◆ **TASK TO CARRY OUT**: Using the records below, count the lines with "else" in them. Give the number only.

◆ **TASK MATERIAL**:

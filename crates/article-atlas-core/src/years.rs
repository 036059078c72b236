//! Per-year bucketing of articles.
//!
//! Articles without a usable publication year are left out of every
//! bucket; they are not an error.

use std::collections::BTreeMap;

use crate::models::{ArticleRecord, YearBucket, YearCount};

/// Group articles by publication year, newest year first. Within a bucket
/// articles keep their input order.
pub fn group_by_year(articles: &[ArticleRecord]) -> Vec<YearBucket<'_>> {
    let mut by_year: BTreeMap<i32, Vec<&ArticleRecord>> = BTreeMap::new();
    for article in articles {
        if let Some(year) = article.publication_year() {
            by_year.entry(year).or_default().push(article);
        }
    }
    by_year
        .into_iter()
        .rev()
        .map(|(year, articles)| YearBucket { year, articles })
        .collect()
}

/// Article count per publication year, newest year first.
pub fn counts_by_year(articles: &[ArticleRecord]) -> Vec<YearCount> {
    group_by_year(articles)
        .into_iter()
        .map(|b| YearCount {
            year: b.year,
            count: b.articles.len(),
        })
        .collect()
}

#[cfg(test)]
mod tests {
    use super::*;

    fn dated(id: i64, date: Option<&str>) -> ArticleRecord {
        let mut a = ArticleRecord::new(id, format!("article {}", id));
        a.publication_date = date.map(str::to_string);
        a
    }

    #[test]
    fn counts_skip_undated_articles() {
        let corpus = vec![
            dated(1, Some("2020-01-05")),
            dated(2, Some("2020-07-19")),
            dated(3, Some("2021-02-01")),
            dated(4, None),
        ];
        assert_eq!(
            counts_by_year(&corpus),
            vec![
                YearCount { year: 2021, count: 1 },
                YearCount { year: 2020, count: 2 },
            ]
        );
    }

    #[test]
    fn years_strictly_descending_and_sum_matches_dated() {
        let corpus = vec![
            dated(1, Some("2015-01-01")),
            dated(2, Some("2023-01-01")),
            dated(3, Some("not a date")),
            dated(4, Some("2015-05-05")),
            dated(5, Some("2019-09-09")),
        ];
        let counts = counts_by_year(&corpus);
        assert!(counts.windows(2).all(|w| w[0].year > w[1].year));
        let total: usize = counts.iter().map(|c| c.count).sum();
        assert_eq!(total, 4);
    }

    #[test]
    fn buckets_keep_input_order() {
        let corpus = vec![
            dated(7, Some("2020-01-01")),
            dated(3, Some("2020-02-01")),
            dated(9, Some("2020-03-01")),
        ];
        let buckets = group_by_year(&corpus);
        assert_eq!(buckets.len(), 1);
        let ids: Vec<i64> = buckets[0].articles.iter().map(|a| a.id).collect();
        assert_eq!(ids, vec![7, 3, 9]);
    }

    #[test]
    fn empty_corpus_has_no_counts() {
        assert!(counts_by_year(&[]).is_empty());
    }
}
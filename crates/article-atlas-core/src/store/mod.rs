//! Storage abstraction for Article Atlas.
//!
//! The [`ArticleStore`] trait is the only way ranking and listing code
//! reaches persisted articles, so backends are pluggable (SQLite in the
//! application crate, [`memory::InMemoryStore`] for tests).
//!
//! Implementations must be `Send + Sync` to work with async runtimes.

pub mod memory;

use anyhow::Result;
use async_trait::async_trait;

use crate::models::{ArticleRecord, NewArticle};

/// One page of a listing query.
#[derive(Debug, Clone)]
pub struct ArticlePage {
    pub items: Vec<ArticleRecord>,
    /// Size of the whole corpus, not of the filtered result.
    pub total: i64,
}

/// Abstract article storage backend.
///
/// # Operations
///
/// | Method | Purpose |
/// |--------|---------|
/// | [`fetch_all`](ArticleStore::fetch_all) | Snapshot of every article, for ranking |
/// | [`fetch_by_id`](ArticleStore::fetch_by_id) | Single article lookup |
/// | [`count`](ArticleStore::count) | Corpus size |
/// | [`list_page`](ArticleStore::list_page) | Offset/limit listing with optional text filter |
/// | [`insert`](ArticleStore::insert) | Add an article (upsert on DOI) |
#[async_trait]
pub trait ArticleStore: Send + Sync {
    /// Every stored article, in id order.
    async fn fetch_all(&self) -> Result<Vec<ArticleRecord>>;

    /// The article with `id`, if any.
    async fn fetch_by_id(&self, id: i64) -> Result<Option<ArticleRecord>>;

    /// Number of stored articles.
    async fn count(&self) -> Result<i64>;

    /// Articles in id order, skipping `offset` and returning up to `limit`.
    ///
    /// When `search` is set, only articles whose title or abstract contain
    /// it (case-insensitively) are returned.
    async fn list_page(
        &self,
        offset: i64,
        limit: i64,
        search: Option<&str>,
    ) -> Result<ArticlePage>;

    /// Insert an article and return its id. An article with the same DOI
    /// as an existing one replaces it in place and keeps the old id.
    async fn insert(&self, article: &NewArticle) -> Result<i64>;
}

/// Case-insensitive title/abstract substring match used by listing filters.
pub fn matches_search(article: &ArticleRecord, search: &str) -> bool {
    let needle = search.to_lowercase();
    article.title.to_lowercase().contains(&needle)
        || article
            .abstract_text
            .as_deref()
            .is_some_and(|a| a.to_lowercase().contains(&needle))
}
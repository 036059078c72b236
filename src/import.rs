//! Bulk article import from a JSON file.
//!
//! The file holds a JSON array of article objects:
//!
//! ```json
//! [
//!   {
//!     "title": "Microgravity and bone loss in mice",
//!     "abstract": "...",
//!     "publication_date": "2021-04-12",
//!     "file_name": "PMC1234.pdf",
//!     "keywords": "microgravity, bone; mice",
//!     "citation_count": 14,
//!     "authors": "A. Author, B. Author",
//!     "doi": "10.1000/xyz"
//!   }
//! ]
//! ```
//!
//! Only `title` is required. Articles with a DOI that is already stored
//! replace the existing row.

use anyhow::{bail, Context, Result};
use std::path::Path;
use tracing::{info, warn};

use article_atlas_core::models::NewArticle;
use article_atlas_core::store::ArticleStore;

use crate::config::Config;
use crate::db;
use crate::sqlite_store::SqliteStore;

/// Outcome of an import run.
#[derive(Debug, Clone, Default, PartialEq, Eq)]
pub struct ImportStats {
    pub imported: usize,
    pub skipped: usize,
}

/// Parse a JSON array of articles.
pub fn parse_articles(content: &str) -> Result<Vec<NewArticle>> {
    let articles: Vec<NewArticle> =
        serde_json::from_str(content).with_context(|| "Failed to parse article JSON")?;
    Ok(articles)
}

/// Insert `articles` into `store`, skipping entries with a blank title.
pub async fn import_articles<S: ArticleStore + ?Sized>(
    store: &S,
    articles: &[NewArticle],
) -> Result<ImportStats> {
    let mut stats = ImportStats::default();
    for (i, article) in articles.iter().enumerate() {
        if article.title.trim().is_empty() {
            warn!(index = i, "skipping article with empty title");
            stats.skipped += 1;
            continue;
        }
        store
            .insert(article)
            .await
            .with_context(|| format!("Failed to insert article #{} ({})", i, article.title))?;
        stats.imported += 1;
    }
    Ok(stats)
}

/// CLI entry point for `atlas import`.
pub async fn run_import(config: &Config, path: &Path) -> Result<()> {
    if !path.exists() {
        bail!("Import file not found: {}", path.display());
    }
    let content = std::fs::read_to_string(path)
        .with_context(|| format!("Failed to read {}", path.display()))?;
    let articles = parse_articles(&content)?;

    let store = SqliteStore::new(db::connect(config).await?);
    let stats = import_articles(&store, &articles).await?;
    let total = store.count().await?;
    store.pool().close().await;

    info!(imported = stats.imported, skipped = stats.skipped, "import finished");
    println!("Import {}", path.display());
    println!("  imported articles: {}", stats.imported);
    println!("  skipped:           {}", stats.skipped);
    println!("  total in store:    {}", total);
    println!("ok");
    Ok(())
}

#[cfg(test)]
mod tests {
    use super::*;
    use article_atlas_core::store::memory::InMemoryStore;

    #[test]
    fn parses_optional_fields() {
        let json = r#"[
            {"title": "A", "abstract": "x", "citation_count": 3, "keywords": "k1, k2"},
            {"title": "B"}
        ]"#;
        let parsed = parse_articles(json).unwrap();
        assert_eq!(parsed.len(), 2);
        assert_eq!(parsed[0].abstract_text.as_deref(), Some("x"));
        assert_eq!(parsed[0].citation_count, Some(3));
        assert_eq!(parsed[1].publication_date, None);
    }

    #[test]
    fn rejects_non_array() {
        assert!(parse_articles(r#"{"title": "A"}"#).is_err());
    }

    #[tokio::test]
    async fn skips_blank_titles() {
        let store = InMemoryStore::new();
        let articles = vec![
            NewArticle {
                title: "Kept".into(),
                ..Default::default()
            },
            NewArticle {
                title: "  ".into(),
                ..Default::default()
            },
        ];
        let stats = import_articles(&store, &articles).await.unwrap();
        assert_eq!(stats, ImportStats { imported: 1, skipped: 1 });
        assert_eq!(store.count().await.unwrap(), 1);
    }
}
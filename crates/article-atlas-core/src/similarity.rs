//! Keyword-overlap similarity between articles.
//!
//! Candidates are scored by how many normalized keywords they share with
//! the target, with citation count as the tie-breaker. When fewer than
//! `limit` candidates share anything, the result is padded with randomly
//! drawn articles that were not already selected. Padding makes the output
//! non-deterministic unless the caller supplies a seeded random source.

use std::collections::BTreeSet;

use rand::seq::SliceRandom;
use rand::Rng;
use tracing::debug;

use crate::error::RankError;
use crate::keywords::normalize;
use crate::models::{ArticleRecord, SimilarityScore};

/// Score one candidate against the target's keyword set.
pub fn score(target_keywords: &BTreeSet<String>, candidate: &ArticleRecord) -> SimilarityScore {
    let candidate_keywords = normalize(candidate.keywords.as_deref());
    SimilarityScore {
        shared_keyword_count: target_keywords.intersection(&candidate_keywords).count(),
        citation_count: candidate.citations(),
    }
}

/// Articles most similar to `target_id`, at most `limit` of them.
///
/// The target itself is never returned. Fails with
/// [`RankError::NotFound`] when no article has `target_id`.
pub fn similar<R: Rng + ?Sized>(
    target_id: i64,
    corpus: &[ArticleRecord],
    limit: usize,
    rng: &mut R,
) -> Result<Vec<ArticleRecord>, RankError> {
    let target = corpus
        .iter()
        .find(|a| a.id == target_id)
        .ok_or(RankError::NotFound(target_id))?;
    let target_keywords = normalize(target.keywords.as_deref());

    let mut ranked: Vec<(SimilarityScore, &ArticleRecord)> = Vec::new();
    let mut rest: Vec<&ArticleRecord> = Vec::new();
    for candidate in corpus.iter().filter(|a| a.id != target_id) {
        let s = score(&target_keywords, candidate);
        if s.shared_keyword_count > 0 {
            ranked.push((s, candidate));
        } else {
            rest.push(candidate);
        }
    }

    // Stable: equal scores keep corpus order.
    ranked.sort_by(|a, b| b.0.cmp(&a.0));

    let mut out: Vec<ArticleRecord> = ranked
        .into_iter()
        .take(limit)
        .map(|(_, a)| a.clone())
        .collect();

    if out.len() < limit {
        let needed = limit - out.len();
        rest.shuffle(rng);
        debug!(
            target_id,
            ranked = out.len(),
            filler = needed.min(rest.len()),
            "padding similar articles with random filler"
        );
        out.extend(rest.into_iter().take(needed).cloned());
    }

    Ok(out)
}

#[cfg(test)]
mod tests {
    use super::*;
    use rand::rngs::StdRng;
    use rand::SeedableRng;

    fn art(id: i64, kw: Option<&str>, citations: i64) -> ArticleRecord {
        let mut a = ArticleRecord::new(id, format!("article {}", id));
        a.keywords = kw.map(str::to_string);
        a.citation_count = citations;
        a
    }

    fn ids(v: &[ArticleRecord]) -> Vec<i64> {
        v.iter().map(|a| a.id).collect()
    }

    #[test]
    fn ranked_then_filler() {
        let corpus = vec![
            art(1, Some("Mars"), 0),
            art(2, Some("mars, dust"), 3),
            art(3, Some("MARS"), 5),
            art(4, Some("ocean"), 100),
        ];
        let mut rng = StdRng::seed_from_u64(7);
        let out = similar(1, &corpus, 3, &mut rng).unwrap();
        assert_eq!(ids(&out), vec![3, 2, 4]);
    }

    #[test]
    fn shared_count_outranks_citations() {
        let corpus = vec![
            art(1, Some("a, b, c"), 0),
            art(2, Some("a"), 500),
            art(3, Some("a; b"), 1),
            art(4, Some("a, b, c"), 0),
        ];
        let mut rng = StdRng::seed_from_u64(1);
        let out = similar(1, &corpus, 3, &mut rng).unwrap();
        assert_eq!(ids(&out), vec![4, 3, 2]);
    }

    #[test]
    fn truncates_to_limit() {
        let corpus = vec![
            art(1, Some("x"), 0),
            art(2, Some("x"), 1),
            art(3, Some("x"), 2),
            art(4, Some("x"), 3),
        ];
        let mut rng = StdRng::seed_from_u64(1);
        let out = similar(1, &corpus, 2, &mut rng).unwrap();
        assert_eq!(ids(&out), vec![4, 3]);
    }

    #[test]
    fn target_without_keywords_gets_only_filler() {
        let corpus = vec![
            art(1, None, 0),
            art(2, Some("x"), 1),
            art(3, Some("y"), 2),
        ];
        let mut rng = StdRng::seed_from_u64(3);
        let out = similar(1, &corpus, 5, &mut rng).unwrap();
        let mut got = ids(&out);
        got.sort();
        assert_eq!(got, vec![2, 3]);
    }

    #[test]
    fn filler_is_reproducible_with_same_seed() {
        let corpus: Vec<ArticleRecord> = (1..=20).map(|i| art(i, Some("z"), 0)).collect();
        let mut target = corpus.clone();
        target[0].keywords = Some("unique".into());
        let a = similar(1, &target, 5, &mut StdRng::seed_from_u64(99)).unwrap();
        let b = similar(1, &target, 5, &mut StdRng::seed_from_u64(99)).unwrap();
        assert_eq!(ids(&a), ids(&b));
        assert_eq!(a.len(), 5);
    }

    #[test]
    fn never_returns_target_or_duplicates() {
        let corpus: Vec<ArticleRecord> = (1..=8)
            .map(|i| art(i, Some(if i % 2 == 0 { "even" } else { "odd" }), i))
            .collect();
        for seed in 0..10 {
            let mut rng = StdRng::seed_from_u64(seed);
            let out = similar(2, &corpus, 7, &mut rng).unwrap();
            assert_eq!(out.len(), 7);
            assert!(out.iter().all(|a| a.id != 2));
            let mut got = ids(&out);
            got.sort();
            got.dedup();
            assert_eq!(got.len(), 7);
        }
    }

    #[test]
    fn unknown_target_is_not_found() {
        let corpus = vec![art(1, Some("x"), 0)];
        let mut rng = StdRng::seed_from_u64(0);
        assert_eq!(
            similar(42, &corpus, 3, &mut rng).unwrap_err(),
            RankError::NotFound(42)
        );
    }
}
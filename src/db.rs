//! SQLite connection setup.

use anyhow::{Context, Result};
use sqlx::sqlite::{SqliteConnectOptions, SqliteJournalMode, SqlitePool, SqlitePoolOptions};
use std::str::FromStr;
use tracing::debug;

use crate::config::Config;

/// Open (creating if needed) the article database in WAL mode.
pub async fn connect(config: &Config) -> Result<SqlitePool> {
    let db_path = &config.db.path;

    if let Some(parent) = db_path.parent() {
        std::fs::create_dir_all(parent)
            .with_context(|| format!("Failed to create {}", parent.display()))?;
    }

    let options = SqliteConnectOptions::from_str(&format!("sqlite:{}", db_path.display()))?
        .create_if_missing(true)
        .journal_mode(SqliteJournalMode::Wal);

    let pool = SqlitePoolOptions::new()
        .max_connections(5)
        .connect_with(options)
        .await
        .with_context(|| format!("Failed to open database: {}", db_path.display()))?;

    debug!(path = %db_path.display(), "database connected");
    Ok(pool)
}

◆ **PROBLEM SOLUTION**: 2